Tammy is a coastal Massachusetts transplant who has been living in the high desert of New Mexico for the past 16 years. She has mainly worked in the field of education, either as a 4th grade teacher, substitute teacher, or environmental educator. In the last few years her love of food has blossomed right along with her growing obsession with books. Tammy has been a board member of Slow Food Albuquerque for about a year. You can find her on Instagram as @quibit_the_cat.
Katie Johnson

Katie Johnson

Katie discovered her local Slow Food chapter in Chicago five years ago while working at a commercial food broker, scratching her head at the gap between the midwest-grown blueberries they sold across the nation and local food markets. She got involved with the Chicago chapter as a blog writer and is now a chapter leader, having taken on many roles over the years, including program manager for the chapter’s food book club.

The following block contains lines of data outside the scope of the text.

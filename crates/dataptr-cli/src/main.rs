//! `dataptr` CLI: typed path lookups in JSON and YAML documents.
//!
//! ## Usage
//!
//! ```sh
//! # Print the sub-tree at /y/map as pretty JSON (stdin → stdout)
//! echo '{"y":{"map":{"a":1}}}' | dataptr get y map
//!
//! # Read a YAML file and extract a typed value
//! dataptr get -i config.yaml --as duration server timeout
//!
//! # Fall back to a default when the path is absent
//! dataptr get -i config.yaml --as int --default 8080 server port
//!
//! # List the keys of a mapping
//! dataptr keys -i config.yaml server
//! ```
//!
//! Set `RUST_LOG=debug` (or pass `-v`) to see how paths are resolved.

use anyhow::{Context, Result};
use clap::{Parser, Subcommand, ValueEnum};
use dataptr::{DataPtr, Format};
use std::io::{self, Read};
use std::path::Path;

#[derive(Parser)]
#[command(
    name = "dataptr",
    version,
    about = "Typed path lookups in JSON and YAML documents"
)]
struct Cli {
    #[command(subcommand)]
    command: Commands,

    /// Log path resolution details to stderr
    #[arg(short, long, global = true)]
    verbose: bool,
}

#[derive(Subcommand)]
enum Commands {
    /// Print the value at a path
    Get {
        #[command(flatten)]
        source: Source,
        /// Extract the value as this type instead of printing it as JSON
        #[arg(long = "as", value_enum)]
        kind: Option<Kind>,
        /// Value to print when the path does not exist (requires --as)
        #[arg(long, requires = "kind")]
        default: Option<String>,
        /// Path segments, e.g. `server port` or `items 0 name`
        path: Vec<String>,
    },
    /// List the keys of the mapping at a path
    Keys {
        #[command(flatten)]
        source: Source,
        /// Path segments
        path: Vec<String>,
    },
}

#[derive(clap::Args)]
struct Source {
    /// Input file (reads from stdin if omitted)
    #[arg(short, long)]
    input: Option<String>,
    /// Input format (guessed from the file extension, JSON otherwise)
    #[arg(short, long)]
    format: Option<Format>,
}

#[derive(Clone, Copy, ValueEnum)]
enum Kind {
    Bool,
    Int,
    String,
    Duration,
    Map,
    Seq,
}

fn main() -> Result<()> {
    let cli = Cli::parse();
    init_logging(cli.verbose);

    match cli.command {
        Commands::Get {
            source,
            kind,
            default,
            path,
        } => {
            let dp = load(&source)?;
            let path: Vec<&str> = path.iter().map(String::as_str).collect();
            let out = match kind {
                None => {
                    let (pointer, sub) = dp.resolve(&path).context("Failed to resolve path")?;
                    log::debug!("printing value at {pointer}");
                    serde_json::to_string_pretty(sub.value())?
                }
                Some(kind) => extract(&dp, kind, default.as_deref(), &path)?,
            };
            println!("{out}");
        }
        Commands::Keys { source, path } => {
            let dp = load(&source)?;
            let path: Vec<&str> = path.iter().map(String::as_str).collect();
            let map = dp.as_mapping(&path).context("Failed to read mapping")?;
            for key in map.keys() {
                println!("{key}");
            }
        }
    }

    Ok(())
}

/// `RUST_LOG` wins; `--verbose` raises dataptr's own targets to debug.
fn init_logging(verbose: bool) {
    let mut builder =
        env_logger::Builder::from_env(env_logger::Env::default().default_filter_or("warn"));
    if verbose {
        builder.filter_module("dataptr", log::LevelFilter::Debug);
    }
    builder.init();
}

/// Run the typed accessor for `kind`, or its defaulted variant when a
/// default was given, and render the result as text.
fn extract(dp: &DataPtr, kind: Kind, default: Option<&str>, path: &[&str]) -> Result<String> {
    let rendered = match (kind, default) {
        (Kind::Bool, None) => dp.as_bool(path)?.to_string(),
        (Kind::Bool, Some(d)) => {
            let d: bool = d
                .parse()
                .with_context(|| format!("Invalid bool default: '{d}'"))?;
            dp.as_bool_or(d, path)?.to_string()
        }
        (Kind::Int, None) => dp.as_int(path)?.to_string(),
        (Kind::Int, Some(d)) => {
            let d: i64 = d
                .parse()
                .with_context(|| format!("Invalid int default: '{d}'"))?;
            dp.as_int_or(d, path)?.to_string()
        }
        (Kind::String, None) => dp.as_string(path)?,
        (Kind::String, Some(d)) => dp.as_string_or(d, path)?,
        (Kind::Duration, None) => dp.as_duration(path)?.to_string(),
        (Kind::Duration, Some(d)) => {
            let d = dataptr::parse_duration(d)
                .with_context(|| format!("Invalid duration default: '{d}'"))?;
            dp.as_duration_or(d, path)?.to_string()
        }
        (Kind::Map | Kind::Seq, Some(_)) => {
            anyhow::bail!("--default is only supported for scalar types")
        }
        (Kind::Map, None) => {
            let map = dp.as_mapping(path)?;
            let object: serde_json::Map<String, serde_json::Value> = map
                .into_iter()
                .map(|(k, v)| (k, v.into_value()))
                .collect();
            serde_json::to_string_pretty(&object)?
        }
        (Kind::Seq, None) => {
            let items: Vec<serde_json::Value> = dp
                .as_sequence(path)?
                .into_iter()
                .map(DataPtr::into_value)
                .collect();
            serde_json::to_string_pretty(&items)?
        }
    };
    Ok(rendered)
}

fn load(source: &Source) -> Result<DataPtr> {
    let bytes = read_input(source.input.as_deref())?;
    let format = source
        .format
        .or_else(|| source.input.as_deref().and_then(|p| Format::from_path(Path::new(p))))
        .unwrap_or_default();
    log::debug!("decoding input as {format}");
    DataPtr::parse(&bytes, format).with_context(|| format!("Failed to parse {format} input"))
}

fn read_input(path: Option<&str>) -> Result<Vec<u8>> {
    match path {
        Some(path) => std::fs::read(path).with_context(|| format!("Failed to read file: {}", path)),
        None => {
            let mut buf = Vec::new();
            io::stdin()
                .read_to_end(&mut buf)
                .context("Failed to read from stdin")?;
            Ok(buf)
        }
    }
}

Katie officially added the title of “librarian” to her resume, graduating in May of 2019 with a MSLIS. So it is only fitting that those two worlds collide in establishing Slow Food Books! You can find out more about Katie on her website or instagram @katydid_katiejohnson.
Cedar Schimke

Cedar Schimke

Cedar is a chef, community gardener, farmer, writer, singer, artist. They devour books both fiction and nonfiction that help them imagine emergent worlds. Their favorite ingredients to cook with are chilies, and they love exploring recipes as a way to apprentice themselves to culture, tradition, and place. Cedar’s favorite genre of book is magical realism, especially when written by folks who use storytelling to offer alternatives to the current systems of hierarchy and dominance.


Margaret Woodruff

Margaret Woodruff

Margaret Woodruff first learned about Slow Food while researching local foods for library programs at her library in Vermont.  Since that time, she has been part of the Slow Food Vermont board and worked to fold Slow Food initiatives into libraries across the state, including Plant-a-Seed gardens at the Charlotte Library where she serves as director.  Books and food seem like such a natural combination!